Title: Akley, Charles W.
Source text: The Medical and Surgical History of the War of the Rebellion. (1861-65.), Part 2, Volume 1 (Washington, DC: Government Printing Office, 1879), 197.
Civil War Washington ID: med.d1e41582
TEI/XML: med.d1e41582.xml
Case from the case-book of the THIRD DIVISION of the ALEXANDRIA HOSPITAL, Surgeon Edwin Bentley, U. S. V., in charge:
CASE 502.—Private Charles W. Akley, 7th Maine battery; age 16; admitted July 4, 1864. Chronic diarrhœa. This patient had been ill five weeks, and was so much debilitated as to be unable to walk.

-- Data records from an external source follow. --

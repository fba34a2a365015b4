//! Main settings module

use config::{Config, Environment, File};
use serde::{Deserialize, Serialize};

use call_coach_core::CallSettings;

use crate::constants::{advice, capture, gate};
use crate::ConfigError;

/// Capture engine configuration
#[derive(Debug, Clone, Serialize, Deserialize)]
pub struct CaptureConfig {
    /// Delay before reopening a self-terminated provider session (ms)
    #[serde(default = "default_restart_delay_ms")]
    pub restart_delay_ms: u64,
}

impl Default for CaptureConfig {
    fn default() -> Self {
        Self {
            restart_delay_ms: default_restart_delay_ms(),
        }
    }
}

/// Utterance gate configuration
#[derive(Debug, Clone, Serialize, Deserialize)]
pub struct GateConfig {
    /// Noise floor: finalized text shorter than this is dropped
    #[serde(default = "default_min_utterance_chars")]
    pub min_utterance_chars: usize,

    /// Quiet window before a gated utterance is dispatched (ms)
    #[serde(default = "default_quiet_window_ms")]
    pub quiet_window_ms: u64,
}

impl Default for GateConfig {
    fn default() -> Self {
        Self {
            min_utterance_chars: default_min_utterance_chars(),
            quiet_window_ms: default_quiet_window_ms(),
        }
    }
}

/// Advice service configuration
#[derive(Debug, Clone, Serialize, Deserialize)]
pub struct AdviceConfig {
    /// Advice service endpoint URL
    #[serde(default = "default_endpoint")]
    pub endpoint: String,

    /// Optional bearer token for the advice service
    #[serde(default)]
    pub api_key: Option<String>,

    /// Request timeout (ms); the round trip resolves to the local fallback
    /// rather than exceeding this
    #[serde(default = "default_timeout_ms")]
    pub timeout_ms: u64,

    /// How many recent transcript entries are sent as context
    #[serde(default = "default_history_window")]
    pub history_window: usize,
}

impl Default for AdviceConfig {
    fn default() -> Self {
        Self {
            endpoint: default_endpoint(),
            api_key: None,
            timeout_ms: default_timeout_ms(),
            history_window: default_history_window(),
        }
    }
}

/// Main application settings
#[derive(Debug, Clone, Serialize, Deserialize, Default)]
pub struct Settings {
    /// Capture engine tuning
    #[serde(default)]
    pub capture: CaptureConfig,

    /// Utterance gate tuning
    #[serde(default)]
    pub gate: GateConfig,

    /// Advice service connection
    #[serde(default)]
    pub advice: AdviceConfig,

    /// Default per-call settings; the settings UI overrides these at runtime
    #[serde(default)]
    pub call: CallSettings,
}

impl Settings {
    /// Create default settings
    pub fn new() -> Self {
        Self::default()
    }

    /// Validate settings
    pub fn validate(&self) -> Result<(), ConfigError> {
        if self.advice.endpoint.is_empty() {
            return Err(ConfigError::MissingField("advice.endpoint".to_string()));
        }

        if self.advice.timeout_ms == 0 {
            return Err(ConfigError::InvalidValue {
                field: "advice.timeout_ms".to_string(),
                message: "Timeout must be at least 1ms".to_string(),
            });
        }

        if self.advice.history_window == 0 {
            return Err(ConfigError::InvalidValue {
                field: "advice.history_window".to_string(),
                message: "History window must be at least 1".to_string(),
            });
        }

        if self.gate.min_utterance_chars == 0 {
            tracing::warn!("gate.min_utterance_chars is 0; every finalized utterance will pass");
        }

        Ok(())
    }
}

fn default_restart_delay_ms() -> u64 {
    capture::RESTART_DELAY_MS
}

fn default_min_utterance_chars() -> usize {
    gate::MIN_UTTERANCE_CHARS
}

fn default_quiet_window_ms() -> u64 {
    gate::QUIET_WINDOW_MS
}

fn default_endpoint() -> String {
    advice::DEFAULT_ENDPOINT.to_string()
}

fn default_timeout_ms() -> u64 {
    advice::REQUEST_TIMEOUT_MS
}

fn default_history_window() -> usize {
    advice::HISTORY_WINDOW
}

/// Load settings from files and environment
///
/// Priority (highest to lowest):
/// 1. Environment variables (CALL_COACH_ prefix, `__` separator)
/// 2. config/{env}.toml (if env specified)
/// 3. config/default.toml
pub fn load_settings(env: Option<&str>) -> Result<Settings, ConfigError> {
    let mut builder = Config::builder();

    builder = builder.add_source(File::with_name("config/default").required(false));

    if let Some(env_name) = env {
        builder =
            builder.add_source(File::with_name(&format!("config/{}", env_name)).required(false));
    }

    builder = builder.add_source(
        Environment::with_prefix("CALL_COACH")
            .separator("__")
            .try_parsing(true),
    );

    let config = builder.build()?;
    let settings: Settings = config.try_deserialize()?;

    settings.validate()?;

    Ok(settings)
}
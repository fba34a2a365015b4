//! Transcript log
//!
//! Append-only ordered record of what the caller said and which suggestions
//! the user marked as used, scoped to one call session. Insertion order is
//! conversational order. Entries are immutable once created.

use chrono::{DateTime, Utc};
use serde::{Deserialize, Serialize};
use uuid::Uuid;

/// Who produced a transcript entry
#[derive(Debug, Clone, Copy, PartialEq, Eq, Serialize, Deserialize)]
#[serde(rename_all = "lowercase")]
pub enum EntryRole {
    /// The other party on the call
    Caller,
    /// A suggestion the user acknowledged saying
    Suggestion,
}

impl EntryRole {
    /// Wire label used in advice-service history.
    pub fn as_str(&self) -> &'static str {
        match self {
            EntryRole::Caller => "caller",
            EntryRole::Suggestion => "suggestion",
        }
    }
}

/// One immutable transcript entry
#[derive(Debug, Clone, PartialEq, Eq, Serialize, Deserialize)]
pub struct TranscriptEntry {
    /// Opaque unique token
    pub id: Uuid,
    pub role: EntryRole,
    /// Non-empty utterance or suggestion text
    pub text: String,
    pub timestamp: DateTime<Utc>,
}

impl TranscriptEntry {
    fn new(role: EntryRole, text: String) -> Self {
        Self {
            id: Uuid::new_v4(),
            role,
            text,
            timestamp: Utc::now(),
        }
    }
}

/// Ordered, append-only log of transcript entries for one session
#[derive(Debug, Clone, Default)]
pub struct TranscriptLog {
    entries: Vec<TranscriptEntry>,
}

impl TranscriptLog {
    pub fn new() -> Self {
        Self::default()
    }

    /// Append a caller utterance. Empty text is rejected (returns `None`).
    pub fn push_caller(&mut self, text: &str) -> Option<TranscriptEntry> {
        self.push(EntryRole::Caller, text)
    }

    /// Append an acknowledged suggestion. Empty text is rejected.
    pub fn push_suggestion(&mut self, text: &str) -> Option<TranscriptEntry> {
        self.push(EntryRole::Suggestion, text)
    }

    fn push(&mut self, role: EntryRole, text: &str) -> Option<TranscriptEntry> {
        let text = text.trim();
        if text.is_empty() {
            return None;
        }
        let entry = TranscriptEntry::new(role, text.to_string());
        self.entries.push(entry.clone());
        Some(entry)
    }

    /// The most recent `n` entries in conversational order, for bounded
    /// advice-service context.
    pub fn recent(&self, n: usize) -> &[TranscriptEntry] {
        let start = self.entries.len().saturating_sub(n);
        &self.entries[start..]
    }

    pub fn entries(&self) -> &[TranscriptEntry] {
        &self.entries
    }

    pub fn len(&self) -> usize {
        self.entries.len()
    }

    pub fn is_empty(&self) -> bool {
        self.entries.is_empty()
    }

    /// Clear the log for a new session or an explicit reset.
    pub fn clear(&mut self) {
        self.entries.clear();
    }
}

His appetite was poor, and he had much thirst; tongue whitish; pulse 90 to 100. He had ten or eleven stools daily, accompanied by griping pain in the abdomen, and tenesmus. Gave a dose of castor oil followed by chalk-mixture and laudanum. July 6th: Has seven stools daily, but no longer complains of abdominal pain. To have a nutritious diet and stimulants in small quantities. July 12th: Appetite poor. Prescribed a mixture containing aromatic sulphuric acid and laudanum. Died, July 17th, at 3 P. M. Autopsy eighteen hours after death: Body much emaciated. Many large ulcers were found in the ileum, cæcum, and colon. The other organs were healthy.—Surgeon E. Bentley, U. S. V. [Nos. 422 and 423, Medical Section, Army Medical Museum, are from this case. No. 422 is a portion of the transverse colon, which presents a number of large irregular ulcers such as are observed in diphtheritic dysentery after the separation of the sloughs; the muscular coat is exposed at the bottom of the ulcers. No. 423 is a portion of the descending colon with similar ulcers, some of which, however, penetrate to the peritoneum, while from the edges of some the mucous membrane hangs in shreds.]